2025 s'annonce comme une année chargée pour les entreprises européennes de cryptomonnaies. Un peu plus de deux ans après la faillite du géant du secteur FTX, dû au détournement des fonds de ses clients, la réglementation européenne Market in Crypto asset (MiCA) est entrée en vigueur le 30 décembre dernier. Avec cette nouvelle législation européenne, les fournisseurs de services de cryptoactifs devront montrer patte blanche sur leurs pratiques. À la clé : le statut de Prestataire de services sur crypto-actifs (PSCA) et le droit de réaliser leurs activités dans les 27 pays de l'Union européenne.
De leur côté, les entreprises n'obtenant pas le précieux Sésame se verront raccompagner à la porte du Vieux continent. « C'est très important car si des investisseurs allaient massivement sur une plateforme non régulées et donc dépourvues des garanties de MiCA, en cas de fraude ou d'accident les conséquences seraient très graves pour les épargnants européens et par répercussion pour l'image et la crédibilité de toute l'industrie crypto », affirme à La Tribune, Faustine Fleuret, ex-présidente du lobby du secteur, l'Adan.

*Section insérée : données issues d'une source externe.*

/// Shared infrastructure concerns
///
/// Infrastructure used by more than one module (catalog and auth both talk
/// HTTP through the same client).
pub mod http_client;

// Re-exports for convenience
pub use http_client::ThrottledClient;
/// Test data factories using builder pattern
///
/// Provides convenient methods to create catalog titles with sensible defaults
use chrono::{Duration, Utc};
use quickbet_lib::modules::{
    auth::{AuthUser, Session},
    catalog::{
        domain::{Genre, Rating, ReleaseDate, Runtime, VideoClip},
        TitleDetail, TitleSummary,
    },
};
use uuid::Uuid;

pub struct TitleFactory {
    id: u32,
    title: String,
    overview: String,
    poster_url: String,
    release_date: Option<String>,
    score: f64,
    genres: Vec<Genre>,
}

impl TitleFactory {
    pub fn new(id: u32) -> Self {
        Self {
            id,
            title: format!("Test Movie {}", id),
            overview: "A test overview".to_string(),
            poster_url: "/placeholder.jpg".to_string(),
            release_date: Some("2022-05-24".to_string()),
            score: 7.5,
            genres: Vec::new(),
        }
    }

    pub fn title(mut self, title: &str) -> Self {
        self.title = title.to_string();
        self
    }

    pub fn poster(mut self, url: &str) -> Self {
        self.poster_url = url.to_string();
        self
    }

    pub fn release_date(mut self, date: Option<&str>) -> Self {
        self.release_date = date.map(str::to_string);
        self
    }

    pub fn score(mut self, score: f64) -> Self {
        self.score = score;
        self
    }

    pub fn genre(mut self, id: u32, name: &str) -> Self {
        self.genres.push(Genre::new(id, name));
        self
    }

    pub fn build(self) -> TitleSummary {
        TitleSummary {
            id: self.id,
            title: self.title,
            overview: self.overview,
            poster_url: self.poster_url,
            backdrop_url: None,
            release_date: ReleaseDate::parse(self.release_date.as_deref()),
            rating: Rating::from_vote_average(self.score),
            genre_ids: self.genres.iter().map(|g| g.id).collect(),
        }
    }

    pub fn build_detail(self) -> TitleDetail {
        let genres = self.genres.clone();
        let id = self.id;
        let summary = self.build();
        TitleDetail {
            id,
            title: summary.title,
            overview: summary.overview,
            tagline: None,
            poster_url: summary.poster_url,
            backdrop_url: None,
            release_date: summary.release_date,
            rating: summary.rating,
            runtime: Runtime::from_minutes(Some(131)),
            genres,
            trailer: Some(VideoClip {
                key: format!("trailer-{}", id),
                name: "Official Trailer".to_string(),
                site: "YouTube".to_string(),
                kind: "Trailer".to_string(),
                official: true,
            }),
            recommendations: Vec::new(),
        }
    }
}

pub fn session(email: &str) -> Session {
    session_expiring_in(email, Duration::hours(1))
}

pub fn session_expiring_in(email: &str, lifetime: Duration) -> Session {
    Session {
        access_token: format!("access-{}", email),
        refresh_token: format!("refresh-{}", email),
        token_type: "bearer".to_string(),
        expires_at: Some(Utc::now() + lifetime),
        user: AuthUser {
            id: Uuid::new_v4(),
            email: Some(email.to_string()),
        },
    }
}
pub mod tmdb;

// Re-export commonly used types
pub use tmdb::{TmdbAdapter, TmdbMapper};
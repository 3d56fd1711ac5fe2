use chrono::{DateTime, Utc};
use serde::{Deserialize, Serialize};
use std::fmt;
use uuid::Uuid;

#[derive(Debug, Clone, PartialEq, Eq, Serialize, Deserialize)]
#[serde(rename_all = "camelCase")]
pub struct AuthUser {
    pub id: Uuid,
    pub email: Option<String>,
}

/// Signed-in session issued by the identity provider
#[derive(Clone, PartialEq, Eq, Serialize, Deserialize)]
#[serde(rename_all = "camelCase")]
pub struct Session {
    pub access_token: String,
    pub refresh_token: String,
    pub token_type: String,
    pub expires_at: Option<DateTime<Utc>>,
    pub user: AuthUser,
}

impl Session {
    pub fn is_expired_at(&self, now: DateTime<Utc>) -> bool {
        self.expires_at.map(|at| at <= now).unwrap_or(false)
    }

    pub fn is_expired(&self) -> bool {
        self.is_expired_at(Utc::now())
    }

    pub fn email(&self) -> Option<&str> {
        self.user.email.as_deref()
    }
}

// Tokens stay out of logs
impl fmt::Debug for Session {
    fn fmt(&self, f: &mut fmt::Formatter<'_>) -> fmt::Result {
        f.debug_struct("Session")
            .field("user", &self.user)
            .field("token_type", &self.token_type)
            .field("expires_at", &self.expires_at)
            .finish_non_exhaustive()
    }
}

/// Result of a sign-up request
#[derive(Debug, Clone, PartialEq, Eq)]
pub enum SignUpOutcome {
    /// Provider signed the user straight in
    SessionStarted(Session),
    /// Provider sent a confirmation e-mail; the session arrives via the
    /// redirect callback
    ConfirmationRequired { email: String },
}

Encore faut-il que les gendarmes financiers européens aient les moyens de barrer la route de ces sociétés. « Quels seront les effectifs et les moyens de l'Autorité des marchés financiers (AMF) pour surveiller les acteurs non réglementés qui tenteraient de passer sous les radars en Europe », s'interroge Faustine Fleuret. Quand bien même tous les acteurs illégaux seraient placés sur liste noire, les observateurs du secteur s'interrogent sur la capacité des régulateurs à attribuer des sanctions.